In regard to its legal use the word "remedy" is defined the "means employed to enforce a right or redress an injury."Bouvier's Law Dict., 34 Cyc. 1201. The idea of time restriction is not inherent in the legal conception of a remedy. It is not essential to the existence and application of a remedy that it shall be made available for only a limited period. *Page 689 Statutes of limitation are usually enacted independently of the right of action laws to which they relate. Remedies are provided for persons needing redress, while the privilege of pleading limitations, after a special lapse of time, is accorded to those by whom recovery is resisted. The defense of limitations is not an element of the right of action.

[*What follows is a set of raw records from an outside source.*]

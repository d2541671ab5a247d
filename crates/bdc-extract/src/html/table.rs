//! Minimal HTML table parsing.
//!
//! Produces a grid of cell texts. Cells spanning several columns are
//! repeated across every spanned column so column positions line up
//! between header and data rows.

use bdc_core::{BdcError, Result};
use regex::Regex;
use std::sync::LazyLock;

static ROW: LazyLock<Regex> =
    LazyLock::new(|| Regex::new(r"(?is)<tr\b[^>]*>(.*?)(?:</tr\s*>|$)").expect("static regex"));

static CELL: LazyLock<Regex> = LazyLock::new(|| {
    Regex::new(r"(?is)<t([dh])\b([^>]*)>(.*?)</t[dh]\s*>").expect("static regex")
});

static COLSPAN: LazyLock<Regex> = LazyLock::new(|| {
    Regex::new(r#"(?i)colspan\s*=\s*["']?\s*(\d+)"#).expect("static regex")
});

static TAG: LazyLock<Regex> = LazyLock::new(|| Regex::new(r"(?s)<[^>]*>").expect("static regex"));

static NUMERIC_ENTITY: LazyLock<Regex> =
    LazyLock::new(|| Regex::new(r"&#(x[0-9a-fA-F]+|[0-9]+);").expect("static regex"));

const MAX_COLSPAN: usize = 64;

/// Decodes the character entities common in filing documents.
#[must_use]
pub fn decode_entities(text: &str) -> String {
    let named = text
        .replace("&nbsp;", " ")
        .replace("&lt;", "<")
        .replace("&gt;", ">")
        .replace("&quot;", "\"")
        .replace("&apos;", "'")
        .replace("&#39;", "'")
        .replace("&rsquo;", "\u{2019}")
        .replace("&lsquo;", "\u{2018}")
        .replace("&mdash;", "\u{2014}")
        .replace("&ndash;", "\u{2013}");

    let numeric = NUMERIC_ENTITY.replace_all(&named, |caps: &regex::Captures<'_>| {
        let code = &caps[1];
        let parsed = match code.strip_prefix('x') {
            Some(hex) => u32::from_str_radix(hex, 16).ok(),
            None => code.parse().ok(),
        };
        parsed
            .and_then(char::from_u32)
            .map_or_else(|| caps[0].to_string(), |c| c.to_string())
    });

    // Last, so "&amp;nbsp;" decodes to "&nbsp;" and not a space.
    numeric.replace("&amp;", "&")
}

/// Extracts the visible text of a cell: tags removed, entities decoded,
/// whitespace collapsed.
#[must_use]
pub fn cell_text(inner_html: &str) -> String {
    let stripped = TAG.replace_all(inner_html, " ");
    decode_entities(&stripped)
        .split_whitespace()
        .collect::<Vec<_>>()
        .join(" ")
}

fn colspan(attributes: &str) -> usize {
    COLSPAN
        .captures(attributes)
        .and_then(|caps| caps[1].parse::<usize>().ok())
        .map_or(1, |n| n.clamp(1, MAX_COLSPAN))
}

/// Parses a `<table>` block into rows of cell texts.
///
/// Rows without any cell are dropped. Fails when the block contains no rows.
pub fn parse_table(table_html: &str) -> Result<Vec<Vec<String>>> {
    let mut rows = Vec::new();

    for row in ROW.captures_iter(table_html) {
        let mut cells = Vec::new();
        for cell in CELL.captures_iter(&row[1]) {
            let text = cell_text(&cell[3]);
            let span = colspan(&cell[2]);
            cells.extend(std::iter::repeat_n(text, span));
        }
        if !cells.is_empty() {
            rows.push(cells);
        }
    }

    if rows.is_empty() {
        return Err(BdcError::Parse("Table contains no rows".to_string()));
    }
    Ok(rows)
}
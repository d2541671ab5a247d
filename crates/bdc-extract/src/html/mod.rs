//! HTML Schedule of Investments extraction.
//!
//! Fallback for filings whose holdings are not tagged per position. The raw
//! document is triaged for candidate tables, each table is parsed into a cell
//! grid, and a carry-forward row walk turns the grid into records.
//!
//! Per-table failures are logged and skipped; a document without qualifying
//! tables yields an empty result with a warning.

pub mod amount;
pub mod scan;
pub mod table;
pub mod walk;

use bdc_core::{InvestmentRecord, RecordSource};
use serde::{Deserialize, Serialize};
use std::collections::HashMap;
use tracing::{debug, info, warn};

use crate::classify::classify_asset_class;

pub use amount::{
    MILLIONS_THRESHOLD, ScaleDetection, ValueScale, detect_scale, parse_dollar_amount,
    parse_percentage,
};
pub use scan::{CandidateTable, find_candidate_tables};
pub use table::parse_table;
pub use walk::{ColumnRoles, ColumnSpan, HtmlHolding, TableWalk, WalkState, walk_table};

/// Thresholds for locating and reading holdings tables.
#[derive(Clone, Debug, PartialEq, Eq, Serialize, Deserialize)]
#[serde(default)]
pub struct TableScanConfig {
    /// Heading marking the start of the schedule.
    pub heading: String,
    /// Tables at or below this serialized size are ignored.
    pub min_table_bytes: usize,
    /// Tables need more than this many legal-entity suffix mentions.
    pub min_entity_mentions: usize,
    /// Maximum number of candidate tables per document.
    pub max_candidates: usize,
    /// Bytes searched after the heading.
    pub search_window_bytes: usize,
    /// Rows searched for the header row.
    pub header_rows: usize,
    /// Data rows sampled for scale detection.
    pub scale_sample_rows: usize,
}

impl Default for TableScanConfig {
    fn default() -> Self {
        Self {
            heading: "schedule of investments".to_string(),
            min_table_bytes: 50_000,
            min_entity_mentions: 5,
            max_candidates: 30,
            search_window_bytes: 10_000_000,
            header_rows: 3,
            scale_sample_rows: 50,
        }
    }
}

/// Result of extracting records from a raw document.
#[derive(Clone, Debug, Default)]
pub struct HtmlExtraction {
    /// Records in document order.
    pub records: Vec<InvestmentRecord>,
    /// Candidate tables found.
    pub tables_scanned: usize,
    /// Candidate tables that yielded a header and were walked.
    pub tables_parsed: usize,
    /// Non-fatal problems encountered.
    pub warnings: Vec<String>,
}

impl HtmlExtraction {
    fn warn(&mut self, message: String) {
        warn!("{}", message);
        self.warnings.push(message);
    }
}

fn to_record(holding: HtmlHolding, position: usize) -> InvestmentRecord {
    let mut record = InvestmentRecord::new(
        format!("{} {}", holding.company_name, position),
        holding.company_name,
    );
    record.asset_class = classify_asset_class(
        holding.investment_type.as_deref(),
        holding.principal.is_some(),
        false,
    );
    record.business_description = holding.business_description;
    record.investment_type = holding.investment_type;
    record.principal = holding.principal;
    record.cost = holding.cost;
    record.fair_value = holding.fair_value;
    record.pct_net_assets = holding.pct_net_assets;
    record.source = RecordSource::Html;
    record
}

/// Extracts holdings records from a raw filing document.
///
/// Record identifiers are synthesized as `"<company> <n>"`, `n` counting
/// that company's rows across the whole document.
#[must_use]
pub fn extract_from_html(document: &str, config: &TableScanConfig) -> HtmlExtraction {
    let candidates = find_candidate_tables(document, config);
    let mut extraction = HtmlExtraction {
        tables_scanned: candidates.len(),
        ..Default::default()
    };

    if candidates.is_empty() {
        extraction.warn(format!(
            "No qualifying holdings tables in document ({} bytes)",
            document.len()
        ));
        return extraction;
    }
    debug!("Found {} candidate tables", candidates.len());

    let mut positions: HashMap<String, usize> = HashMap::new();

    for (index, candidate) in candidates.iter().enumerate() {
        let walked = parse_table(candidate.slice(document)).and_then(|rows| {
            walk_table(&rows, config.header_rows, config.scale_sample_rows)
        });
        let walk = match walked {
            Ok(walk) => walk,
            Err(e) => {
                debug!("Skipping table {} at byte {}: {}", index, candidate.start, e);
                continue;
            }
        };
        extraction.tables_parsed += 1;

        if walk.scale.mixed {
            extraction.warn(format!(
                "Table {} mixes amounts on both sides of {}; assuming {:?} from median {:?}",
                index, MILLIONS_THRESHOLD, walk.scale.scale, walk.scale.median
            ));
        }

        for holding in walk.holdings {
            let n = positions.entry(holding.company_name.clone()).or_insert(0);
            *n += 1;
            extraction.records.push(to_record(holding, *n));
        }
    }

    if extraction.tables_parsed == 0 {
        extraction.warn(format!(
            "None of {} candidate tables had a recognizable header row",
            extraction.tables_scanned
        ));
    } else {
        info!(
            "Extracted {} holdings from {} of {} tables",
            extraction.records.len(),
            extraction.tables_parsed,
            extraction.tables_scanned
        );
    }

    extraction
}
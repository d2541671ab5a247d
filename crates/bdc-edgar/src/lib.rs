#![doc = include_str!("../README.md")]
#![doc(issue_tracker_base_url = "https://github.com/factordynamics/bdc/issues/")]
#![cfg_attr(docsrs, feature(doc_cfg, doc_auto_cfg))]
#![warn(missing_docs)]
#![forbid(unsafe_code)]

//! # Example
//!
//! ```no_run
//! use bdc_core::{FilerRef, FilingSource, FormType};
//! use bdc_edgar::EdgarClient;
//!
//! #[tokio::main]
//! async fn main() -> Result<(), Box<dyn std::error::Error>> {
//!     let client = EdgarClient::new("Research Project research@example.com")?;
//!
//!     let filing = client
//!         .find_filing(&FilerRef::new("ARCC"), FormType::TenK, Some(2024))
//!         .await?;
//!     let facts = client.facts(&filing).await?;
//!     println!("{} facts in {}", facts.len(), filing.accession_number);
//!
//!     Ok(())
//! }
//! ```

/// Rate-limited EDGAR client implementing `FilingSource`.
pub mod client;
/// XBRL instance parsing.
pub mod instance;
/// Submissions metadata and filing selection.
pub mod submissions;

// Re-export commonly used items at crate root
pub use client::EdgarClient;
pub use instance::{instance_file_name, parse_instance};
pub use submissions::{CompanySubmissions, fiscal_year_of};
#![doc = include_str!("../README.md")]
#![doc(issue_tracker_base_url = "https://github.com/factordynamics/bdc/issues/")]
#![cfg_attr(docsrs, feature(doc_cfg, doc_auto_cfg))]
#![warn(missing_docs)]
#![forbid(unsafe_code)]

//! Schedule of Investments extraction for Business Development Companies.
//!
//! This crate re-exports the core types, the EDGAR source, the portfolio
//! database and the analytics, and provides a [`Pipeline`] that runs
//! (filer, fiscal year) jobs from filing to stored positions.
//!
//! # Example
//!
//! ```no_run
//! use bdc::{Job, Pipeline, PipelineConfig};
//!
//! #[tokio::main]
//! async fn main() -> bdc::Result<()> {
//!     let config = PipelineConfig::load(None)?;
//!     let pipeline = Pipeline::edgar(config)?;
//!
//!     let jobs = Job::matrix(&["ARCC".to_string(), "MAIN".to_string()], &[2024]);
//!     let summary = pipeline.run(&jobs).await;
//!     println!("{summary}");
//!
//!     Ok(())
//! }
//! ```

// Core types and traits
pub use bdc_core::*;

// Extraction, source, storage and analytics
pub use bdc_analytics as analytics;
pub use bdc_edgar::EdgarClient;
pub use bdc_extract as extract;
pub use bdc_store as store;
pub use bdc_store::{LoadStats, PortfolioDatabase};

/// Pipeline configuration.
pub mod config;
/// Sequential extract-and-load pipeline.
pub mod pipeline;

pub use config::{ExtractionStrategy, PipelineConfig};
pub use pipeline::{Job, JobOutcome, JobStatus, Pipeline, RunSummary, default_period_end};
//! CSV report writers.

use bdc_core::Result;
use serde::Serialize;
use std::fs::File;
use std::io::Write;
use std::path::Path;

use crate::concentration::ConcentrationReport;
use crate::matrix::{CommonHolding, FilerOverlap, OverlapMatrix};

#[derive(Serialize)]
struct CommonHoldingRow<'a> {
    company: &'a str,
    holder_count: usize,
    holders: String,
}

#[derive(Serialize)]
struct ConcentrationRow<'a> {
    filer: &'a str,
    hhi: String,
    level: &'static str,
    industry_count: usize,
    company_count: usize,
    top3_share: String,
    largest_industry: &'a str,
    largest_share: String,
}

/// Writes common holdings, holders joined with `", "`.
pub fn write_common_holdings<W: Write>(writer: W, holdings: &[CommonHolding]) -> Result<()> {
    let mut wtr = csv::Writer::from_writer(writer);
    for h in holdings {
        wtr.serialize(CommonHoldingRow {
            company: &h.company,
            holder_count: h.holder_count,
            holders: h.holders.join(", "),
        })?;
    }
    wtr.flush()?;
    Ok(())
}

/// Writes the overlap matrix with a leading `filer` column.
pub fn write_overlap_matrix<W: Write>(writer: W, matrix: &OverlapMatrix) -> Result<()> {
    let mut wtr = csv::Writer::from_writer(writer);
    let mut header = vec!["filer".to_string()];
    header.extend(matrix.filers().iter().cloned());
    wtr.write_record(&header)?;

    for (filer, counts) in matrix.filers().iter().zip(matrix.counts()) {
        let mut record = vec![filer.clone()];
        record.extend(counts.iter().map(ToString::to_string));
        wtr.write_record(&record)?;
    }
    wtr.flush()?;
    Ok(())
}

/// Writes the per-filer overlap summary.
pub fn write_overlap_summary<W: Write>(writer: W, summary: &[FilerOverlap]) -> Result<()> {
    let mut wtr = csv::Writer::from_writer(writer);
    for row in summary {
        wtr.serialize(row)?;
    }
    wtr.flush()?;
    Ok(())
}

/// Writes concentration reports; HHI rounded to a whole number, shares to one decimal.
pub fn write_concentration<W: Write>(writer: W, reports: &[ConcentrationReport]) -> Result<()> {
    let mut wtr = csv::Writer::from_writer(writer);
    for r in reports {
        wtr.serialize(ConcentrationRow {
            filer: &r.filer,
            hhi: format!("{:.0}", r.hhi),
            level: r.level.as_str(),
            industry_count: r.industry_count,
            company_count: r.company_count,
            top3_share: format!("{:.1}", r.top3_share),
            largest_industry: &r.largest_industry,
            largest_share: format!("{:.1}", r.largest_share),
        })?;
    }
    wtr.flush()?;
    Ok(())
}

/// Creates `path` (and its parent directories) and runs `write` against it.
pub fn write_to_path<F>(path: impl AsRef<Path>, write: F) -> Result<()>
where
    F: FnOnce(File) -> Result<()>,
{
    let path = path.as_ref();
    if let Some(parent) = path.parent().filter(|p| !p.as_os_str().is_empty()) {
        std::fs::create_dir_all(parent)?;
    }
    write(File::create(path)?)
}

#[cfg(test)]
mod tests {
    use super::*;
    use crate::concentration::concentration_reports;
    use crate::matrix::{HoldingsMatrix, MatrixValue};
    use crate::positions::PositionRow;

    fn matrix() -> HoldingsMatrix {
        HoldingsMatrix::build(
            &[
                PositionRow::new("A", "Acme Inc", Some(10.0)),
                PositionRow::new("A", "Beta LLC", Some(4.0)),
                PositionRow::new("B", "Acme Corp", Some(5.0)),
            ],
            MatrixValue::Presence,
        )
    }

    fn written<F: FnOnce(&mut Vec<u8>) -> Result<()>>(f: F) -> String {
        let mut buf = Vec::new();
        f(&mut buf).unwrap();
        String::from_utf8(buf).unwrap()
    }

    #[test]
    fn test_common_holdings_csv() {
        let out = written(|b| write_common_holdings(b, &matrix().common_holdings(2)));
        assert_eq!(out, "company,holder_count,holders\nacme,2,\"A, B\"\n");
    }

    #[test]
    fn test_overlap_matrix_csv() {
        let out = written(|b| write_overlap_matrix(b, &matrix().overlap_matrix()));
        assert_eq!(out, "filer,A,B\nA,2,1\nB,1,1\n");
    }

    #[test]
    fn test_overlap_summary_csv() {
        let out = written(|b| write_overlap_summary(b, &matrix().overlap_summary()));
        let mut lines = out.lines();
        assert_eq!(lines.next(), Some("filer,total_companies,shared_companies,pct_shared"));
        assert_eq!(lines.next(), Some("A,2,1,50.0"));
        assert_eq!(lines.next(), Some("B,1,1,100.0"));
    }

    #[test]
    fn test_concentration_csv_to_path() {
        let reports = concentration_reports(&[
            PositionRow::new("A", "One", Some(50.0)).with_industry("Software"),
            PositionRow::new("A", "Two", Some(50.0)).with_industry("Energy"),
        ]);
        let dir = tempfile::tempdir().unwrap();
        let path = dir.path().join("reports").join("concentration.csv");
        write_to_path(&path, |f| write_concentration(f, &reports)).unwrap();

        let out = std::fs::read_to_string(&path).unwrap();
        assert!(out.starts_with("filer,hhi,level,"));
        assert!(out.contains("A,5000,High,2,2,100.0,"));
    }
}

In our opinion, therefore, the provision of Ordinance No. 266 of the Mayor and City Council of Baltimore, that the city collector shall have the same remedies for the collection of paving assessments as are prescribed by law for the collection of taxes on real estate, does not have the effect of making the statute of limitations as to taxes apply to proceedings like the one here sought to be enjoined.
Order affirmed, with costs, and case remanded.